- Problem statement: Would you transcribe each of the entries exactly, with nothing added or dropped?

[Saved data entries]
*** Begin section ***

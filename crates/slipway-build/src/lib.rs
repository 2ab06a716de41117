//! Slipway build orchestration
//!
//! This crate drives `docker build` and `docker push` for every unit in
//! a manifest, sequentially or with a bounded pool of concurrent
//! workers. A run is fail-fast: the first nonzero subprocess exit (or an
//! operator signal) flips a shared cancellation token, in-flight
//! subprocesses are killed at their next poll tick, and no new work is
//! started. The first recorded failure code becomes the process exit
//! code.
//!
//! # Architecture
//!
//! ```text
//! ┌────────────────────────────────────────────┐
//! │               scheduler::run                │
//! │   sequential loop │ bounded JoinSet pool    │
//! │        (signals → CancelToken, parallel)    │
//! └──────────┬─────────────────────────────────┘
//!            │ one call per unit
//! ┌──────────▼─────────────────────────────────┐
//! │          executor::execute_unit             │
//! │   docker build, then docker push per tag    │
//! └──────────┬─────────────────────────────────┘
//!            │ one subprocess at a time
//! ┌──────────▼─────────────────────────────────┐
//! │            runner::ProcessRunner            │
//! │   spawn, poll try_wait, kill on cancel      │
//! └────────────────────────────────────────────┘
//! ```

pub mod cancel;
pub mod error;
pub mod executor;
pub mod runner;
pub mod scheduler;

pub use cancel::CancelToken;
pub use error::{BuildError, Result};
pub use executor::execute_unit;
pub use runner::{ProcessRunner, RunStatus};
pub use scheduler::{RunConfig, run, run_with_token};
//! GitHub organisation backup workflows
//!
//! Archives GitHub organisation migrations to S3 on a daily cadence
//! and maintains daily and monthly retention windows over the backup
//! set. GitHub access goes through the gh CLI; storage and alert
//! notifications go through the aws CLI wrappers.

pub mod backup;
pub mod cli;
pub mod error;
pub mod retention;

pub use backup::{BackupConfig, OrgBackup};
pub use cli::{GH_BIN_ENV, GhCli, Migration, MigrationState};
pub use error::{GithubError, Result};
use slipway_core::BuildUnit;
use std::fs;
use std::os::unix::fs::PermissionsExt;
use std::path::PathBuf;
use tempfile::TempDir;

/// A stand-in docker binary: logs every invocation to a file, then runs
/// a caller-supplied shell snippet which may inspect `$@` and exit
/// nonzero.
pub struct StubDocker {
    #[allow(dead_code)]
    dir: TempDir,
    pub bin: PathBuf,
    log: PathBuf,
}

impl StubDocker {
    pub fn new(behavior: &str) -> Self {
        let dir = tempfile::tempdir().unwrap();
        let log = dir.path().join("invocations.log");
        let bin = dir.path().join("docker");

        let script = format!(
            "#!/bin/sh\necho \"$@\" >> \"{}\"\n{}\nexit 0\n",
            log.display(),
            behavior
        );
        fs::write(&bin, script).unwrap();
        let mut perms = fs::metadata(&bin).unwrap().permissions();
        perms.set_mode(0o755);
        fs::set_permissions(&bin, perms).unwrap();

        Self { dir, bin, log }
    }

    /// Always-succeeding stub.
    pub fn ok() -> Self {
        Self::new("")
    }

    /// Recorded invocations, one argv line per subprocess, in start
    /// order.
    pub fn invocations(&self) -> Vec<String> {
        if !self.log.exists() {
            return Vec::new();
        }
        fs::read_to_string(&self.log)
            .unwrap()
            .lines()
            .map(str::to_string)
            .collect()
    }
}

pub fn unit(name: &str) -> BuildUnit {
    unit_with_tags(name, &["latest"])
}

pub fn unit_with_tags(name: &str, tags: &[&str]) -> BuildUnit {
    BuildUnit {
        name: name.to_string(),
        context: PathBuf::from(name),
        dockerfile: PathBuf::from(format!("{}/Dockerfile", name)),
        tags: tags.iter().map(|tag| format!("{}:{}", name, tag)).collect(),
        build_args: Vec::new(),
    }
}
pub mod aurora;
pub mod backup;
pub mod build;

*** End section ***

- Solution to this problem:
filename crates/slipway-build/src/lib.rs
repository 2ab06a716de41117
//! Slipway build orchestration
//!
//! This crate drives `docker build` and `docker push` for every unit in
//! a manifest, sequentially or with a bounded pool of concurrent
//! workers. A run is fail-fast: the first nonzero subprocess exit (or an
//! operator signal) flips a shared cancellation token, in-flight
//! subprocesses are killed at their next poll tick, and no new work is
//! started. The first recorded failure code becomes the process exit
//! code.
//!
//! # Architecture
//!
//! ```text
//! ┌────────────────────────────────────────────┐
//! │               scheduler::run                │
//! │   sequential loop │ bounded JoinSet pool    │
//! │        (signals → CancelToken, parallel)    │
//! └──────────┬─────────────────────────────────┘
//!            │ one call per unit
//! ┌──────────▼─────────────────────────────────┐
//! │          executor::execute_unit             │
//! │   docker build, then docker push per tag    │
//! └──────────┬─────────────────────────────────┘
//!            │ one subprocess at a time
//! ┌──────────▼─────────────────────────────────┐
//! │            runner::ProcessRunner            │
//! │   spawn, poll try_wait, kill on cancel      │
//! └────────────────────────────────────────────┘
//! ```

pub mod cancel;
pub mod error;
pub mod executor;
pub mod runner;
pub mod scheduler;

pub use cancel::CancelToken;
pub use error::{BuildError, Result};
pub use executor::execute_unit;
pub use runner::{ProcessRunner, RunStatus};
pub use scheduler::{RunConfig, run, run_with_token};
//! GitHub organisation backup workflows
//!
//! Archives GitHub organisation migrations to S3 on a daily cadence
//! and maintains daily and monthly retention windows over the backup
//! set. GitHub access goes through the gh CLI; storage and alert
//! notifications go through the aws CLI wrappers.

pub mod backup;
pub mod cli;
pub mod error;
pub mod retention;

pub use backup::{BackupConfig, OrgBackup};
pub use cli::{GH_BIN_ENV, GhCli, Migration, MigrationState};
pub use error::{GithubError, Result};
use slipway_core::BuildUnit;
use std::fs;
use std::os::unix::fs::PermissionsExt;
use std::path::PathBuf;
use tempfile::TempDir;

/// A stand-in docker binary: logs every invocation to a file, then runs
/// a caller-supplied shell snippet which may inspect `$@` and exit
/// nonzero.
pub struct StubDocker {
    #[allow(dead_code)]
    dir: TempDir,
    pub bin: PathBuf,
    log: PathBuf,
}

impl StubDocker {
    pub fn new(behavior: &str) -> Self {
        let dir = tempfile::tempdir().unwrap();
        let log = dir.path().join("invocations.log");
        let bin = dir.path().join("docker");

        let script = format!(
            "#!/bin/sh\necho \"$@\" >> \"{}\"\n{}\nexit 0\n",
            log.display(),
            behavior
        );
        fs::write(&bin, script).unwrap();
        let mut perms = fs::metadata(&bin).unwrap().permissions();
        perms.set_mode(0o755);
        fs::set_permissions(&bin, perms).unwrap();

        Self { dir, bin, log }
    }

    /// Always-succeeding stub.
    pub fn ok() -> Self {
        Self::new("")
    }

    /// Recorded invocations, one argv line per subprocess, in start
    /// order.
    pub fn invocations(&self) -> Vec<String> {
        if !self.log.exists() {
            return Vec::new();
        }
        fs::read_to_string(&self.log)
            .unwrap()
            .lines()
            .map(str::to_string)
            .collect()
    }
}

pub fn unit(name: &str) -> BuildUnit {
    unit_with_tags(name, &["latest"])
}

pub fn unit_with_tags(name: &str, tags: &[&str]) -> BuildUnit {
    BuildUnit {
        name: name.to_string(),
        context: PathBuf::from(name),
        dockerfile: PathBuf::from(format!("{}/Dockerfile", name)),
        tags: tags.iter().map(|tag| format!("{}:{}", name, tag)).collect(),
        build_args: Vec::new(),
    }
}
pub mod aurora;
pub mod backup;
pub mod build;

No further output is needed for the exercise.